While Vietnam’s political process to formally announce the move has not yet taken place, the twice-a-decade congress ended two days ahead of schedule with a new list of Politburo members that indicates Mr. Lam’s dual role has been approved — evidence of what officials described as his forcefulness and consolidation of support.
From France 24:
In 2024, 40 of the 50 cities ranked as the most polluted in the world were located in India. Delhi topped the list. Over the past decade, air pollution has become the Indian capital's number one scourge. The situation is getting worse every year, but the authorities seem to be ignoring it, much to the dismay of residents. Our correspondents Alban Alvarez and Lisa Gamonet report.
Breathing clean air is a fundamental right, yet it is one that Delhi's 30 million residents seem to have lost.
From DW:
Rescuers have retrieved remains of many more victims from a gutted mall in Pakistan's Karachi, with dozens still missing. The cause of the disaster is still not known.
The number of deaths from a
fire in a mall in
Pakistan's Karachi has risen to at least 50 as firefighters recovered more bodies from the debris of the charred building.
"We have found 20 to 25 dead bodies, or you call them remains," Deputy Commissioner Javed Nabi Khoso told the media on Wednesday.
Another from DW:
After identifying a suspected agent, Germany has expelled a Russian embassy employee and summoned the Russian ambassador.
The incident is emblematic of the threats that the West, Germany and other EU countries see coming from
Russia.
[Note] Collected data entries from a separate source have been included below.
use crate::enums::Interpolation;

use nalgebra::Vector3;
use ndarray::ArrayView3;

/// Continuous indices this far outside the grid are snapped onto its border.
const EDGE_TOLERANCE: f64 = 1e-3;

pub(crate) struct Interpolator;

impl Interpolator {
    /// Grid size `(x, y, z)` after resampling from `spacing` to `target`,
    /// keeping every new sample inside the span of the old samples.
    pub(crate) fn resampled_dimensions(
        spacing: &Vector3<f64>,
        size: &Vector3<usize>,
        target: &Vector3<f64>,
    ) -> Vector3<usize> {
        Vector3::from_fn(|i, _| {
            let span = size[i].saturating_sub(1) as f64 * spacing[i];
            (span / target[i] + 1e-6).floor() as usize + 1
        })
    }

    /// Value at continuous grid index `(x, y, z)`; `None` outside the grid.
    #[inline]
    pub(crate) fn sample(
        data: &ArrayView3<f32>,
        index: &Vector3<f64>,
        interpolation: Interpolation,
    ) -> Option<f32> {
        match interpolation {
            Interpolation::Nearest => Self::nearest(data, index),
            Interpolation::Linear => Self::trilinear_interpolate(data, index),
        }
    }

    #[inline]
    pub(crate) fn nearest(data: &ArrayView3<f32>, index: &Vector3<f64>) -> Option<f32> {
        let (depth, height, width) = data.dim();
        let x = Self::snap(index.x.round(), width)?;
        let y = Self::snap(index.y.round(), height)?;
        let z = Self::snap(index.z.round(), depth)?;
        Some(data[[z as usize, y as usize, x as usize]])
    }

    #[inline]
    pub(crate) fn trilinear_interpolate(
        data: &ArrayView3<f32>,
        index: &Vector3<f64>,
    ) -> Option<f32> {
        let (depth, height, width) = data.dim();
        let x = Self::snap(index.x, width)?;
        let y = Self::snap(index.y, height)?;
        let z = Self::snap(index.z, depth)?;

        let x0 = x.floor() as usize;
        let y0 = y.floor() as usize;
        let z0 = z.floor() as usize;
        let x1 = (x0 + 1).min(width - 1);
        let y1 = (y0 + 1).min(height - 1);
        let z1 = (z0 + 1).min(depth - 1);

        let dx = (x - x0 as f64) as f32;
        let dy = (y - y0 as f64) as f32;
        let dz = (z - z0 as f64) as f32;
        let one_minus_dx = 1.0 - dx;
        let one_minus_dy = 1.0 - dy;
        let one_minus_dz = 1.0 - dz;

        let plane = |zi: usize| {
            let v00 = data[[zi, y0, x0]];
            let v01 = data[[zi, y0, x1]];
            let v10 = data[[zi, y1, x0]];
            let v11 = data[[zi, y1, x1]];
            let v0 = v00.mul_add(one_minus_dx, v01 * dx);
            let v1 = v10.mul_add(one_minus_dx, v11 * dx);
            v0.mul_add(one_minus_dy, v1 * dy)
        };

        Some(plane(z0).mul_add(one_minus_dz, plane(z1) * dz))
    }

    /// Clamp a coordinate within tolerance of `[0, n - 1]`, reject the rest.
    #[inline]
    fn snap(value: f64, n: usize) -> Option<f64> {
        let upper = n as f64 - 1.0;
        if !value.is_finite() || value < -EDGE_TOLERANCE || value > upper + EDGE_TOLERANCE {
            return None;
        }
        Some(value.clamp(0.0, upper))
    }
}

#[cfg(test)]
mod tests {
    use super::*;
    use ndarray::Array3;

    fn ramp() -> Array3<f32> {
        Array3::from_shape_fn((3, 4, 5), |(z, y, x)| (x + 10 * y + 100 * z) as f32)
    }

    #[test]
    fn trilinear_reproduces_linear_field() {
        let data = ramp();
        let value =
            Interpolator::trilinear_interpolate(&data.view(), &Vector3::new(1.5, 2.25, 0.5))
                .unwrap();
        assert!((value - (1.5 + 22.5 + 50.0)).abs() < 1e-4);
    }

    #[test]
    fn samples_outside_grid_are_none() {
        let data = ramp();
        assert!(Interpolator::trilinear_interpolate(&data.view(), &Vector3::new(4.5, 0.0, 0.0)).is_none());
        assert!(Interpolator::nearest(&data.view(), &Vector3::new(0.0, -0.6, 0.0)).is_none());
    }

    #[test]
    fn edge_samples_are_clamped() {
        let data = ramp();
        let value =
            Interpolator::trilinear_interpolate(&data.view(), &Vector3::new(4.0005, 3.0, 2.0))
                .unwrap();
        assert_eq!(value, 234.0);
    }

    #[test]
    fn resampled_dimensions_keep_extent() {
        let dims = Interpolator::resampled_dimensions(
            &Vector3::new(0.5, 0.5, 3.0),
            &Vector3::new(100, 80, 20),
            &Vector3::repeat(1.0),
        );
        assert_eq!(dims, Vector3::new(50, 40, 58));
    }
}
Above all, it highlights how close potential Russian agents can get to politicians in Germany.
In a press photo released by the Ukrainian government, President Volodymyr Zelenskyy is sitting next to German Chancellor Friedrich Merz during an economic event in Berlin in December. Just two rows behind Zelenskyy and Merz sits the woman who has now been exposed as a possible spy for Russia.
One other from DW:
German judges have nixed an appeal by a Ukrainian national suspected of helping blow up an underwater gas pipeline to be freed from prosecution. Neighboring Poland is refusing to extradite his alleged co-conspirator.
Germany's highest criminal court, the BGH, last week rejected a claim by Serhii K.* that he should enjoy "combatant privilege" in the case against him. K. is accused of being part of a conspiracy to charter a private yacht, dive down to the depths of the
Baltic Sea and blow up a section of gas pipeline in September 2022. He then made his way to Italy, where he was caught and
extradited to Germany late last year.
K.'s lawyer had argued that under international law, his Ukrainian client was acting as a soldier attacking enemy infrastructure. The Nord Stream 1 and 2 pipelines were controversial from the outset. Delivering natural gas from Russia to Europe via Germany, they were heavily criticized for increasing European reliance on Moscow for its energy. They came under even more scrutiny after the Russian invasion of Ukraine began in February 2022.